BACKGROUND: Inhibition of tumour cell proliferation, invasion and metastasis by chemically modified tetracyclines has been ascribed to inhibition of matrix metalloproteinase (MMP) activity. METHODS: Exposure of the human breast carcinoma cell line MDA-MB-231 or its MMP-9-overproducing transfected clone (E-10) to 6-demethyl, 6-deoxy, 4-de dimethylamino]-tetracycline (CMT-3), a chemically modified non-antimicrobial tetracycline followed by analysis using gelatinase activity assay, zymography, degradation of radiolabelled extracellular matrix (ECM), Western blotting, TNF-alpha ELISA and cell viability assays. RESULTS: CMT-3 treatment results in diminution in extracellular MMP-9 protein levels as well as inhibition of gelatinase activity. This prevents cell-mediated ECM degradation without inducing general cytostasis or cytotoxicity. Culturing E-10 cells in 10 or 20 microM CMT-3 diminished secreted MMP-9 levels by 45% or 60%, respectively, but did not affect levels of most other secreted proteins, including tissue inhibitor of Metalloproteinases (TIMP-1). ECM degradation by E-10 cells or their conditioned medium was inhibited by approximately 20%-30% in the presence of 20 microM CMT-3, reflecting inhibition of MMP-9 activity in addition to diminution of released MMP-9 levels. TNF-alpha levels were also diminished in E-10 conditioned medium in the presence of CMT-3, but cell viability, measured by MTS reduction and cytosolic LDH retention, was unaffected.
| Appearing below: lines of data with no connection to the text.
//! Builder pattern for client configuration.
//!
//! Provides a fluent API for configuring and creating [`Client`] instances.
//!
//! # Example
//!
//! ```no_run
//! use std::time::Duration;
//!
//! use pixelix_client::{Client, ConnectOptions};
//!
//! # async fn example() -> pixelix_client::Result<()> {
//! let client = Client::builder()
//!     .connect_timeout(Duration::from_secs(5))
//!     .on_event(|event| println!("{event:?}"))
//!     .on_closed(|| println!("link closed"))
//!     .build();
//!
//! client.connect(&ConnectOptions::new("pixelix.local")).await?;
//! # Ok(())
//! # }
//! ```

// ============================================================================
// Imports
// ============================================================================

use std::fmt;
use std::sync::Arc;
use std::time::Duration;

use crate::protocol::Event;
use crate::transport::EventHandler;

use super::core::Client;

// ============================================================================
// Types
// ============================================================================

/// Callback run every time a link of the client closes.
pub type ClosedHandler = Arc<dyn Fn() + Send + Sync>;

// ============================================================================
// ClientBuilder
// ============================================================================

/// Builder for configuring a [`Client`] instance.
///
/// Use [`Client::builder()`] to create a new builder.
#[derive(Default)]
pub struct ClientBuilder {
    /// Upper bound for link establishment.
    connect_timeout: Option<Duration>,
    /// Initial event subscriber.
    event_handler: Option<EventHandler>,
    /// Close hook.
    on_closed: Option<ClosedHandler>,
}

impl fmt::Debug for ClientBuilder {
    fn fmt(&self, f: &mut fmt::Formatter<'_>) -> fmt::Result {
        f.debug_struct("ClientBuilder")
            .field("connect_timeout", &self.connect_timeout)
            .field("event_handler", &self.event_handler.is_some())
            .field("on_closed", &self.on_closed.is_some())
            .finish()
    }
}

// ============================================================================
// ClientBuilder Implementation
// ============================================================================

impl ClientBuilder {
    /// Creates a new builder with no configuration.
    #[inline]
    #[must_use]
    pub fn new() -> Self {
        Self::default()
    }

    /// Bounds how long [`Client::connect`] may take.
    ///
    /// Without this, connecting waits as long as the OS does.
    #[inline]
    #[must_use]
    pub fn connect_timeout(mut self, timeout: Duration) -> Self {
        self.connect_timeout = Some(timeout);
        self
    }

    /// Sets the initial event subscriber.
    ///
    /// Equivalent to calling [`Client::subscribe`] after building.
    #[inline]
    #[must_use]
    pub fn on_event(mut self, handler: impl Fn(Event) + Send + Sync + 'static) -> Self {
        self.event_handler = Some(Arc::new(handler));
        self
    }

    /// Sets the hook run after a link closed and its outstanding commands
    /// were rejected.
    #[inline]
    #[must_use]
    pub fn on_closed(mut self, hook: impl Fn() + Send + Sync + 'static) -> Self {
        self.on_closed = Some(Arc::new(hook));
        self
    }

    /// Builds the client in `Disconnected` state.
    #[must_use]
    pub fn build(self) -> Client {
        Client::from_parts(self.connect_timeout, self.event_handler, self.on_closed)
    }
}

// ============================================================================
// Tests
// ============================================================================

#[cfg(test)]
mod tests {
    use super::*;

    use crate::client::ConnectionState;

    #[test]
    fn test_new_creates_empty_builder() {
        let builder = ClientBuilder::new();
        assert!(builder.connect_timeout.is_none());
        assert!(builder.event_handler.is_none());
        assert!(builder.on_closed.is_none());
    }

    #[test]
    fn test_connect_timeout_sets_value() {
        let builder = ClientBuilder::new().connect_timeout(Duration::from_millis(250));
        assert_eq!(builder.connect_timeout, Some(Duration::from_millis(250)));
    }

    #[test]
    fn test_on_event_subscribes_built_client() {
        let client = ClientBuilder::new().on_event(|_| {}).build();
        assert!(client.is_subscribed());
        assert_eq!(client.state(), ConnectionState::Disconnected);
    }

    #[test]
    fn test_debug_hides_callbacks() {
        let builder = ClientBuilder::new().on_closed(|| {});
        let text = format!("{builder:?}");
        assert!(text.contains("on_closed: true"));
        assert!(text.contains("event_handler: false"));
    }
}
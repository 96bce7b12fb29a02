#[derive(Debug, Clone, PartialEq, Eq)]
/// Represents all errors that can occur during evaluation.
pub enum RuntimeError {
    /// Tried to read or assign a variable that was never created.
    UnknownVariable {
        /// The name of the variable.
        name: String,
        /// The source line where the error occurred.
        line: usize,
    },
    /// Tried to create a variable that already exists in the current scope.
    Redefinition {
        /// The name of the variable.
        name: String,
        /// The source line where the error occurred.
        line: usize,
    },
    /// Called a function the runtime does not provide.
    UnknownFunction {
        /// The name of the function.
        name: String,
        /// The source line where the error occurred.
        line: usize,
    },
    /// A function or collection method received the wrong number of
    /// arguments.
    ArgumentCountMismatch {
        /// The name of the function or method.
        name:     String,
        /// How many arguments it takes.
        expected: usize,
        /// How many arguments it received.
        found:    usize,
        /// The source line where the error occurred.
        line:     usize,
    },
    /// A value had an unexpected or incompatible type.
    TypeError {
        /// Details about the type mismatch.
        details: String,
        /// The source line where the error occurred.
        line:    usize,
    },
    /// A numeric value was required, but the operand cannot be coerced to
    /// one.
    ExpectedNumber {
        /// The rendering of the value that failed to coerce.
        value: String,
        /// The source line where the error occurred.
        line:  usize,
    },
    /// Attempted division (or remainder) with a zero right operand.
    DivisionByZero {
        /// The source line where the error occurred.
        line: usize,
    },
    /// Tried to access a list or string element outside its bounds.
    IndexOutOfBounds {
        /// The index that was requested, after resolving negatives.
        index: i64,
        /// The length of the collection.
        len:   usize,
        /// The source line where the error occurred.
        line:  usize,
    },
    /// Looked up or deleted a dictionary key that is not present.
    MissingKey {
        /// The rendering of the missing key.
        key:  String,
        /// The source line where the error occurred.
        line: usize,
    },
    /// `rand(min, max)` was called with `min` greater than `max`.
    InvalidRandRange {
        /// The lower bound that was supplied.
        min:  i64,
        /// The upper bound that was supplied.
        max:  i64,
        /// The source line where the error occurred.
        line: usize,
    },
    /// A loop ran past the 1,000,000-iteration safety ceiling.
    IterationLimitExceeded {
        /// The source line of the loop.
        line: usize,
    },
}

impl std::fmt::Display for RuntimeError {
    fn fmt(&self, f: &mut std::fmt::Formatter<'_>) -> std::fmt::Result {
        match self {
            Self::UnknownVariable { name, line } => {
                write!(f, "Runtime error on line {line}: Unknown variable '{name}'.")
            },
            Self::Redefinition { name, line } => {
                write!(f, "Runtime error on line {line}: Variable '{name}' already exists in this scope.")
            },
            Self::UnknownFunction { name, line } => {
                write!(f, "Runtime error on line {line}: Unknown function '{name}'.")
            },
            Self::ArgumentCountMismatch { name, expected, found, line } => {
                write!(f, "Runtime error on line {line}: '{name}' takes {expected} argument(s), but {found} were given.")
            },
            Self::TypeError { details, line } => {
                write!(f, "Runtime error on line {line}: Type error: {details}.")
            },
            Self::ExpectedNumber { value, line } => {
                write!(f, "Runtime error on line {line}: Cannot convert '{value}' to a number.")
            },
            Self::DivisionByZero { line } => {
                write!(f, "Runtime error on line {line}: Division by zero.")
            },
            Self::IndexOutOfBounds { index, len, line } => {
                write!(f, "Runtime error on line {line}: Index {index} is out of bounds for length {len}.")
            },
            Self::MissingKey { key, line } => {
                write!(f, "Runtime error on line {line}: Key '{key}' is not present in the dictionary.")
            },
            Self::InvalidRandRange { min, max, line } => {
                write!(f, "Runtime error on line {line}: rand({min}, {max}) has its bounds reversed.")
            },
            Self::IterationLimitExceeded { line } => {
                write!(f, "Runtime error on line {line}: Loop exceeded the 1000000 iteration ceiling.")
            },
        }
    }
}

impl std::error::Error for RuntimeError {}
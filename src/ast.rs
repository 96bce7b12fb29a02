/// Represents a literal value in the language.
///
/// `LiteralValue` covers the raw constants that can appear directly in
/// source code: integers, floats, strings, and booleans. List and dictionary
/// displays are expression forms, not literals, because their elements are
/// evaluated.
#[derive(Debug, Clone, PartialEq)]
pub enum LiteralValue {
    /// A 64-bit signed integer literal.
    Int(i64),
    /// A 64-bit floating-point literal.
    Float(f64),
    /// A quoted string literal, with escape sequences already resolved.
    Str(String),
    /// A boolean literal value: `true` or `false`.
    Bool(bool),
}

/// The declared type of a variable binding.
///
/// Written after `create:` in a declaration. Scalar types coerce assigned
/// values; `list` and `dict` demand a matching shape instead.
#[derive(Debug, Clone, Copy, PartialEq, Eq)]
pub enum VarType {
    /// `string`
    String,
    /// `int`
    Int,
    /// `float`
    Float,
    /// `bool`
    Bool,
    /// `list`
    List,
    /// `dict`
    Dict,
}

impl std::fmt::Display for VarType {
    fn fmt(&self, f: &mut std::fmt::Formatter<'_>) -> std::fmt::Result {
        let name = match self {
            Self::String => "string",
            Self::Int => "int",
            Self::Float => "float",
            Self::Bool => "bool",
            Self::List => "list",
            Self::Dict => "dict",
        };
        write!(f, "{name}")
    }
}

/// The collection kind named in a method call, e.g. the `list` in
/// `xs.add:list(4)`.
#[derive(Debug, Clone, Copy, PartialEq, Eq)]
pub enum CollectionKind {
    /// `list`
    List,
    /// `dict`
    Dict,
}

impl std::fmt::Display for CollectionKind {
    fn fmt(&self, f: &mut std::fmt::Formatter<'_>) -> std::fmt::Result {
        match self {
            Self::List => write!(f, "list"),
            Self::Dict => write!(f, "dict"),
        }
    }
}

/// The method named in a collection method call.
#[derive(Debug, Clone, Copy, PartialEq, Eq)]
pub enum CollectionMethod {
    /// `add` — append to a list, or insert/replace a dictionary entry.
    Add,
    /// `delete` — remove by index (list) or by key (dict).
    Delete,
    /// `clear` — truncate the collection to empty.
    Clear,
}

impl std::fmt::Display for CollectionMethod {
    fn fmt(&self, f: &mut std::fmt::Formatter<'_>) -> std::fmt::Result {
        match self {
            Self::Add => write!(f, "add"),
            Self::Delete => write!(f, "delete"),
            Self::Clear => write!(f, "clear"),
        }
    }
}

/// A complete parsed program.
///
/// The header names the application; the optional style directive selects
/// the banner color; the body holds the top-level forms in source order.
#[derive(Debug, Clone, PartialEq)]
pub struct Program {
    /// The application name from the `@VoidApp "Name";` header.
    pub app_name: String,
    /// The style name from `using style "Name";`, if present.
    pub style:    Option<String>,
    /// Top-level forms in source order.
    pub body:     Vec<TopLevel>,
}

/// A top-level form. The only one the language currently has is `main`.
#[derive(Debug, Clone, PartialEq)]
pub enum TopLevel {
    /// The `main() { … }` entry block.
    Main {
        /// The statements of the entry block.
        body: Block,
        /// Line number of the `main` keyword.
        line: usize,
    },
}

/// A brace-delimited statement sequence with its own lexical scope.
#[derive(Debug, Clone, PartialEq)]
pub struct Block {
    /// The statements of the block, in source order.
    pub statements: Vec<Stmt>,
}

/// The branch following `else`: either a plain block or a chained `if`.
#[derive(Debug, Clone, PartialEq)]
pub enum ElseArm {
    /// `else { … }`
    Block(Block),
    /// `else if ( … ) { … }` — always a [`Stmt::If`].
    If(Box<Stmt>),
}

/// An abstract syntax tree node representing a statement.
#[derive(Debug, Clone, PartialEq)]
pub enum Stmt {
    /// `echo(e1, e2, …);` — print the arguments joined by single spaces.
    Echo {
        /// The argument expressions, at least one.
        args: Vec<Expr>,
        /// Line number in the source code.
        line: usize,
    },
    /// `create:<type> name = expr;` — declare a variable in the current
    /// scope.
    CreateVar {
        /// The declared type of the new binding.
        declared: VarType,
        /// The name of the variable.
        name:     String,
        /// The initializer expression.
        init:     Expr,
        /// Line number in the source code.
        line:     usize,
    },
    /// `name = expr;` — assign to an existing binding.
    AssignVar {
        /// The name of the variable.
        name:  String,
        /// The value being assigned.
        value: Expr,
        /// Line number in the source code.
        line:  usize,
    },
    /// `name[index] = expr;` — update one element of a list or dictionary.
    IndexAssign {
        /// The name of the collection variable.
        name:  String,
        /// The index or key expression.
        index: Expr,
        /// The value being stored.
        value: Expr,
        /// Line number in the source code.
        line:  usize,
    },
    /// `name.method:kind(args);` — a collection method call.
    MethodCall {
        /// The name of the collection variable.
        object: String,
        /// Which method is invoked.
        method: CollectionMethod,
        /// Which collection kind the call names.
        target: CollectionKind,
        /// The argument expressions. For `add:dict` the key and value are
        /// the first two entries.
        args:   Vec<Expr>,
        /// Line number in the source code.
        line:   usize,
    },
    /// `name(args);` — a statement-position call whose value is discarded.
    Call {
        /// The name of the function being called.
        name: String,
        /// The argument expressions.
        args: Vec<Expr>,
        /// Line number in the source code.
        line: usize,
    },
    /// `if (cond) { … } [else …]`
    If {
        /// The condition expression.
        condition:   Expr,
        /// The block executed when the condition is truthy.
        then_branch: Block,
        /// The `else` branch, if present.
        else_branch: Option<ElseArm>,
        /// Line number in the source code.
        line:        usize,
    },
    /// `while (cond) { … }`
    While {
        /// The condition expression, re-evaluated before each iteration.
        condition: Expr,
        /// The loop body.
        body:      Block,
        /// Line number in the source code.
        line:      usize,
    },
    /// `for (init?; cond?; update?) { … }`
    For {
        /// The initializer: a declaration or an assignment, if present.
        init:      Option<Box<Stmt>>,
        /// The condition; an omitted condition means `true`.
        condition: Option<Expr>,
        /// The update assignment run after each iteration, if present.
        update:    Option<Box<Stmt>>,
        /// The loop body.
        body:      Block,
        /// Line number in the source code.
        line:      usize,
    },
}

/// An abstract syntax tree node representing an expression.
#[derive(Debug, Clone, PartialEq)]
pub enum Expr {
    /// A literal value.
    Literal {
        /// The constant value.
        value: LiteralValue,
        /// Line number in the source code.
        line:  usize,
    },
    /// Reference to a variable by name.
    Variable {
        /// Name of the variable.
        name: String,
        /// Line number in the source code.
        line: usize,
    },
    /// A unary operation (negation or logical not).
    Unary {
        /// The unary operator to apply.
        op:   UnaryOperator,
        /// The operand expression.
        expr: Box<Self>,
        /// Line number in the source code.
        line: usize,
    },
    /// A binary operation.
    Binary {
        /// Left operand.
        left:  Box<Self>,
        /// The operator.
        op:    BinaryOperator,
        /// Right operand.
        right: Box<Self>,
        /// Line number in the source code.
        line:  usize,
    },
    /// A builtin function call, e.g. `length(xs)`.
    Call {
        /// Name of the function being called.
        name: String,
        /// Arguments to the function.
        args: Vec<Self>,
        /// Line number in the source code.
        line: usize,
    },
    /// `rand(min, max)` — `rand` is a keyword, so this is its own node.
    Rand {
        /// The inclusive lower bound.
        min:  Box<Self>,
        /// The inclusive upper bound.
        max:  Box<Self>,
        /// Line number in the source code.
        line: usize,
    },
    /// `write(prompt)` — print the prompt and read one input line.
    Write {
        /// The prompt expression.
        prompt: Box<Self>,
        /// Line number in the source code.
        line:   usize,
    },
    /// A list display, e.g. `[1, 2, 3]`.
    ListLiteral {
        /// The element expressions.
        elements: Vec<Self>,
        /// Line number in the source code.
        line:     usize,
    },
    /// A dictionary display, e.g. `{"a": 1, "b": 2}`.
    DictLiteral {
        /// The key/value expression pairs, in source order.
        entries: Vec<(Self, Self)>,
        /// Line number in the source code.
        line:    usize,
    },
    /// An indexing expression, e.g. `xs[0]` or `d["key"]`.
    Index {
        /// The collection (or string) being indexed.
        object: Box<Self>,
        /// The index or key expression.
        index:  Box<Self>,
        /// Line number in the source code.
        line:   usize,
    },
}

impl Expr {
    /// Gets the line number from `self`.
    /// ## Example
    /// ```
    /// use voidlang::ast::Expr;
    ///
    /// let expr = Expr::Variable { name: "x".to_string(),
    ///                             line: 5, };
    ///
    /// assert_eq!(expr.line_number(), 5);
    /// ```
    #[must_use]
    pub const fn line_number(&self) -> usize {
        match self {
            Self::Literal { line, .. }
            | Self::Variable { line, .. }
            | Self::Unary { line, .. }
            | Self::Binary { line, .. }
            | Self::Call { line, .. }
            | Self::Rand { line, .. }
            | Self::Write { line, .. }
            | Self::ListLiteral { line, .. }
            | Self::DictLiteral { line, .. }
            | Self::Index { line, .. } => *line,
        }
    }
}

/// Represents a binary operator.
#[derive(Debug, Copy, Clone, PartialEq, Eq)]
pub enum BinaryOperator {
    /// Addition or concatenation (`+`)
    Add,
    /// Subtraction (`-`)
    Sub,
    /// Multiplication (`*`)
    Mul,
    /// Division (`/`)
    Div,
    /// Modulo (`%`)
    Mod,
    /// Exponentiation (`**`)
    Pow,
    /// Less than (`<`)
    Less,
    /// Greater than (`>`)
    Greater,
    /// Less than or equal (`<=`)
    LessEqual,
    /// Greater than or equal (`>=`)
    GreaterEqual,
    /// Equal to (`==`)
    Equal,
    /// Not equal to (`!=`)
    NotEqual,
    /// Logical and (`&&`); both operands are always evaluated.
    And,
    /// Logical or (`||`); both operands are always evaluated.
    Or,
}

impl std::fmt::Display for BinaryOperator {
    fn fmt(&self, f: &mut std::fmt::Formatter<'_>) -> std::fmt::Result {
        let operator = match self {
            Self::Add => "+",
            Self::Sub => "-",
            Self::Mul => "*",
            Self::Div => "/",
            Self::Mod => "%",
            Self::Pow => "**",
            Self::Less => "<",
            Self::Greater => ">",
            Self::LessEqual => "<=",
            Self::GreaterEqual => ">=",
            Self::Equal => "==",
            Self::NotEqual => "!=",
            Self::And => "&&",
            Self::Or => "||",
        };
        write!(f, "{operator}")
    }
}

/// Represents a unary operator.
#[derive(Debug, Copy, Clone, PartialEq, Eq)]
pub enum UnaryOperator {
    /// Arithmetic negation (e.g. `-x`).
    Negate,
    /// Logical NOT (e.g. `!x`).
    Not,
}
use crate::{
    ast::VarType,
    error::RuntimeError,
    interpreter::{evaluator::core::EvalResult, value::core::Value},
    util::num::f64_floor_to_i64,
};

/// Coerces a value to a number.
///
/// This is the shared coercion path used by the scalar casts, ordering,
/// arithmetic, indexing, and `rand`:
///
/// - integers and floats are themselves,
/// - booleans become `0` or `1`,
/// - strings are parsed as decimal integers or floats,
/// - everything else is fatal.
///
/// # Errors
/// Returns `RuntimeError::ExpectedNumber` when the value has no numeric
/// reading.
///
/// # Example
/// ```
/// use voidlang::interpreter::{evaluator::cast::to_number, value::core::Value};
///
/// assert_eq!(to_number(&Value::Str("12.5".to_string()), 1).unwrap(), 12.5);
/// assert_eq!(to_number(&Value::Bool(true), 1).unwrap(), 1.0);
/// assert!(to_number(&Value::Str("twelve".to_string()), 1).is_err());
/// ```
#[allow(clippy::cast_precision_loss)]
pub fn to_number(value: &Value, line: usize) -> EvalResult<f64> {
    match value {
        Value::Int(n) => Ok(*n as f64),
        Value::Float(n) => Ok(*n),
        Value::Bool(b) => Ok(if *b { 1.0 } else { 0.0 }),
        Value::Str(s) => {
            s.trim()
             .parse()
             .map_err(|_| RuntimeError::ExpectedNumber { value: s.clone(),
                                                         line })
        },
        other => Err(RuntimeError::ExpectedNumber { value: other.to_string(),
                                                    line }),
    }
}

/// Applies the declared-type coercion a binding performs on declaration
/// and on every assignment.
///
/// Scalar targets convert the value:
/// - `string` renders it,
/// - `int` coerces to a number, rejects NaN, and floors,
/// - `float` coerces to a number and rejects NaN,
/// - `bool` takes its truthiness.
///
/// `list` and `dict` targets never convert; a non-matching shape is fatal.
///
/// # Errors
/// Returns `RuntimeError::ExpectedNumber` for failed numeric coercions and
/// `RuntimeError::TypeError` for shape mismatches on collection bindings.
pub fn coerce(declared: VarType, value: Value, line: usize) -> EvalResult<Value> {
    match declared {
        VarType::String => Ok(Value::Str(value.to_string())),
        VarType::Int => {
            let n = checked_number(declared, &value, line)?;
            Ok(Value::Int(f64_floor_to_i64(n, line)?))
        },
        VarType::Float => Ok(Value::Float(checked_number(declared, &value, line)?)),
        VarType::Bool => Ok(Value::Bool(value.truthy())),
        VarType::List => match value {
            Value::List(_) => Ok(value),
            other => Err(shape_mismatch(declared, &other, line)),
        },
        VarType::Dict => match value {
            Value::Dict(_) => Ok(value),
            other => Err(shape_mismatch(declared, &other, line)),
        },
    }
}

fn checked_number(declared: VarType, value: &Value, line: usize) -> EvalResult<f64> {
    let n = to_number(value, line)?;
    if n.is_nan() {
        return Err(RuntimeError::TypeError { details: format!("cannot store NaN in a {declared} variable"),
                                             line });
    }
    Ok(n)
}

fn shape_mismatch(declared: VarType, value: &Value, line: usize) -> RuntimeError {
    RuntimeError::TypeError { details: format!("a {declared} variable cannot hold {}",
                                               value.type_name()),
                              line }
}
CONCLUSIONS: It is proposed that the reduction in ECM-degradative activity reflects diminished levels of expression as well as inhibition of enzymatic activity of MMPs released by cells in the presence of CMT-3. These multiple effects of CMT-3 may offer promise for use in suppressing tumour invasion, and if used in conjunction with other chemotherapy agents, may lead to more successful treatment of cancer.